Teraz wielu nauczycieli zastanawia się, ile tak naprawdę powinna trwać “godzina czarnkowa”. Jedni twierdzą, że 60 minut; inni przekonują, że tyle samo, ile zwykła lekcja, a więc 45 minut.
- Czy gdziekolwiek nasze cudowne władze uściśliły, że chodzi o 60 minut? Jakieś wytyczne? Ministerialne rozporządzenie, wyjaśnienie? - zastanawia się nauczycielka w jednej z nauczycielskich grup facebookowych.
- U mnie dyrekcja uważa, że to 45 minut ponieważ nie jest to ściśle sprecyzowane, jaka ta godzina ma być - dodaje ktoś inny.

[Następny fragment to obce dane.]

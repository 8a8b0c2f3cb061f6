// src/error.rs
//! Unified error handling for the acquisition core
//!
//! Every component reports failures through [`AcquisitionError`], which carries an
//! [`ErrorContext`] describing where the failure happened. The variants mirror the
//! failure policy of the recorder: some exclude a channel at startup, some drop a
//! single window, some are only logged.

use std::error::Error;
use std::fmt;
use std::sync::Arc;
use std::time::SystemTime;

/// Unified error type for the acquisition core
#[derive(Debug, Clone)]
pub enum AcquisitionError {
    /// Bus I/O failure while talking to a converter
    HardwareUnavailable {
        channel: Option<String>,
        address: Option<u8>,
        error: Arc<dyn Error + Send + Sync>,
        context: ErrorContext,
    },

    /// Register readback does not match what was written
    ConfigMismatch {
        channel: String,
        field: ConfigField,
        expected: u16,
        actual: u16,
        context: ErrorContext,
    },

    /// Captured sample count outside the accepted tolerance
    SampleCountMismatch {
        channel: String,
        expected: usize,
        actual: usize,
        tolerance: usize,
        context: ErrorContext,
    },

    /// Persisting a segment failed
    WriteFailure {
        channel: String,
        error: Arc<dyn Error + Send + Sync>,
        context: ErrorContext,
    },

    /// Cadence invoked behind schedule
    TimingLate {
        expected_ns: u64,
        actual_ns: u64,
        context: ErrorContext,
    },

    /// Invalid or inconsistent configuration
    Configuration {
        component: String,
        reason: String,
        context: ErrorContext,
    },

    /// More resources requested than the bus or pin budget allows
    ResourceExhausted {
        resource_type: ResourceType,
        limit: usize,
        requested: usize,
        context: ErrorContext,
    },

    /// Regridding or resampling could not run on the given input
    Processing {
        stage: ProcessingStage,
        reason: String,
        context: ErrorContext,
    },
}

/// Plain discriminant of [`AcquisitionError`] for policy decisions and tests
#[derive(Debug, Clone, Copy, PartialEq, Eq, Hash)]
pub enum ErrorKind {
    HardwareUnavailable,
    ConfigMismatch,
    SampleCountMismatch,
    WriteFailure,
    TimingLate,
    Configuration,
    ResourceExhausted,
    Processing,
}

/// Configuration register field checked on readback
#[derive(Debug, Clone, Copy, PartialEq, Eq)]
pub enum ConfigField {
    DataRate,
    Gain,
    ReadyPin,
    Presence,
}

/// Resource types for exhaustion tracking
#[derive(Debug, Clone, Copy, PartialEq, Eq)]
pub enum ResourceType {
    Converters,
    BusAddresses,
    ReadyPins,
}

/// Processing stages for error tracking
#[derive(Debug, Clone, Copy, PartialEq, Eq)]
pub enum ProcessingStage {
    Regrid,
    Resample,
    Assembly,
}

/// Error context for debugging and analysis
#[derive(Debug, Clone)]
pub struct ErrorContext {
    pub timestamp: SystemTime,
    pub thread_name: Option<String>,
    pub component: String,
    pub operation: String,
    pub file: Option<&'static str>,
    pub line: Option<u32>,
    pub additional_info: Vec<(String, String)>,
}

impl ErrorContext {
    /// Create a new error context
    pub fn new(component: &str, operation: &str) -> Self {
        Self {
            timestamp: SystemTime::now(),
            thread_name: std::thread::current().name().map(|s| s.to_string()),
            component: component.to_string(),
            operation: operation.to_string(),
            file: None,
            line: None,
            additional_info: Vec::new(),
        }
    }

    /// Create error context with file and line information
    pub fn with_location(component: &str, operation: &str, file: &'static str, line: u32) -> Self {
        let mut context = Self::new(component, operation);
        context.file = Some(file);
        context.line = Some(line);
        context
    }

    /// Add additional information to the context
    pub fn add_info<K: Into<String>, V: Into<String>>(mut self, key: K, value: V) -> Self {
        self.additional_info.push((key.into(), value.into()));
        self
    }
}

/// Macro for creating error context with file and line info
#[macro_export]
macro_rules! error_context {
    ($component:expr, $operation:expr) => {
        $crate::error::ErrorContext::with_location($component, $operation, file!(), line!())
    };
}

impl AcquisitionError {
    pub fn kind(&self) -> ErrorKind {
        match self {
            AcquisitionError::HardwareUnavailable { .. } => ErrorKind::HardwareUnavailable,
            AcquisitionError::ConfigMismatch { .. } => ErrorKind::ConfigMismatch,
            AcquisitionError::SampleCountMismatch { .. } => ErrorKind::SampleCountMismatch,
            AcquisitionError::WriteFailure { .. } => ErrorKind::WriteFailure,
            AcquisitionError::TimingLate { .. } => ErrorKind::TimingLate,
            AcquisitionError::Configuration { .. } => ErrorKind::Configuration,
            AcquisitionError::ResourceExhausted { .. } => ErrorKind::ResourceExhausted,
            AcquisitionError::Processing { .. } => ErrorKind::Processing,
        }
    }

    pub fn context(&self) -> &ErrorContext {
        match self {
            AcquisitionError::HardwareUnavailable { context, .. }
            | AcquisitionError::ConfigMismatch { context, .. }
            | AcquisitionError::SampleCountMismatch { context, .. }
            | AcquisitionError::WriteFailure { context, .. }
            | AcquisitionError::TimingLate { context, .. }
            | AcquisitionError::Configuration { context, .. }
            | AcquisitionError::ResourceExhausted { context, .. }
            | AcquisitionError::Processing { context, .. } => context,
        }
    }

    /// Wrap a bus error for a named channel
    pub fn hardware(
        channel: &str,
        address: u8,
        error: crate::hal::BusError,
        context: ErrorContext,
    ) -> Self {
        AcquisitionError::HardwareUnavailable {
            channel: Some(channel.to_string()),
            address: Some(address),
            error: Arc::new(error),
            context,
        }
    }

    pub fn configuration(component: &str, reason: impl Into<String>) -> Self {
        AcquisitionError::Configuration {
            component: component.to_string(),
            reason: reason.into(),
            context: ErrorContext::new(component, "validate"),
        }
    }

    /// Wrap a storage error for a named channel
    pub fn write_failure(channel: &str, error: crate::storage::StorageError) -> Self {
        AcquisitionError::WriteFailure {
            channel: channel.to_string(),
            error: Arc::new(error),
            context: error_context!("supervisor", "flush"),
        }
    }

    pub fn processing(stage: ProcessingStage, reason: impl Into<String>) -> Self {
        AcquisitionError::Processing {
            stage,
            reason: reason.into(),
            context: ErrorContext::new("processing", "process_window"),
        }
    }
}

impl fmt::Display for AcquisitionError {
    fn fmt(&self, f: &mut fmt::Formatter<'_>) -> fmt::Result {
        match self {
            AcquisitionError::HardwareUnavailable { channel, address, error, context } => {
                write!(f, "[HARDWARE] Bus I/O failure")?;
                if let Some(channel) = channel {
                    write!(f, " on channel {}", channel)?;
                }
                if let Some(address) = address {
                    write!(f, " (address 0x{:02x})", address)?;
                }
                write!(f, ": {} ({})", error, context.operation)
            }
            AcquisitionError::ConfigMismatch { channel, field, expected, actual, context } => {
                write!(f, "[CONFIG] {:?} readback mismatch on channel {}: expected 0x{:04x}, got 0x{:04x} ({})",
                       field, channel, expected, actual, context.operation)
            }
            AcquisitionError::SampleCountMismatch { channel, expected, actual, tolerance, context } => {
                write!(f, "[WINDOW] Channel {} captured {} samples, expected {} ± {} ({})",
                       channel, actual, expected, tolerance, context.operation)
            }
            AcquisitionError::WriteFailure { channel, error, context } => {
                write!(f, "[STORAGE] Write failed for channel {}: {} ({})", channel, error, context.operation)
            }
            AcquisitionError::TimingLate { expected_ns, actual_ns, context } => {
                write!(f, "[TIMING] Cycle late by {}ns (expected {}, actual {}) ({})",
                       actual_ns.saturating_sub(*expected_ns), expected_ns, actual_ns, context.operation)
            }
            AcquisitionError::Configuration { component, reason, context } => {
                write!(f, "[CONFIG] Configuration error in {}: {} ({})", component, reason, context.operation)
            }
            AcquisitionError::ResourceExhausted { resource_type, limit, requested, context } => {
                write!(f, "[RESOURCE] {:?} exhausted: requested {}, limit {} ({})",
                       resource_type, requested, limit, context.operation)
            }
            AcquisitionError::Processing { stage, reason, context } => {
                write!(f, "[PROCESSING] {:?} stage error: {} ({})", stage, reason, context.operation)
            }
        }
    }
}

impl Error for AcquisitionError {
    fn source(&self) -> Option<&(dyn Error + 'static)> {
        match self {
            AcquisitionError::HardwareUnavailable { error, .. } => Some(error.as_ref()),
            AcquisitionError::WriteFailure { error, .. } => Some(error.as_ref()),
            _ => None,
        }
    }
}

impl From<crate::hal::BusError> for AcquisitionError {
    fn from(err: crate::hal::BusError) -> Self {
        AcquisitionError::HardwareUnavailable {
            channel: None,
            address: Some(err.address()),
            error: Arc::new(err),
            context: error_context!("bus", "transfer"),
        }
    }
}

impl From<crate::config::ConfigError> for AcquisitionError {
    fn from(err: crate::config::ConfigError) -> Self {
        AcquisitionError::Configuration {
            component: "config_loader".to_string(),
            reason: err.to_string(),
            context: error_context!("config_loader", "load"),
        }
    }
}

/// Result type alias for acquisition operations
pub type AcqResult<T> = Result<T, AcquisitionError>;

O wyjaśnienie tej kwestii zwróciliśmy się do resortu edukacji. Jak czytamy w odpowiedzi przekazanej nam przez biuro prasowe “czas pracy nauczyciela określony został w art. 42 ust. 1 ustawy – Karta Nauczyciela i nie może przekraczać 40 godzin tygodniowo. W ramach innych zajęć i czynności wynikających z zadań statutowych szkoły, nauczyciel zobowiązany jest do dostępności w szkole w wymiarze 1 godziny tygodniowo, a w przypadku nauczyciela zatrudnionego w wymiarze niższym niż ½ obowiązkowego wymiaru zajęć – w wymiarze 1 godziny w ciągu 2 tygodni”.
- Godzina dostępności nauczyciela w szkole nie została określona w sposób szczególny, tak jak np. godzina lekcyjna, w związku z czym trwa ona 60 minut - informuje MEiN.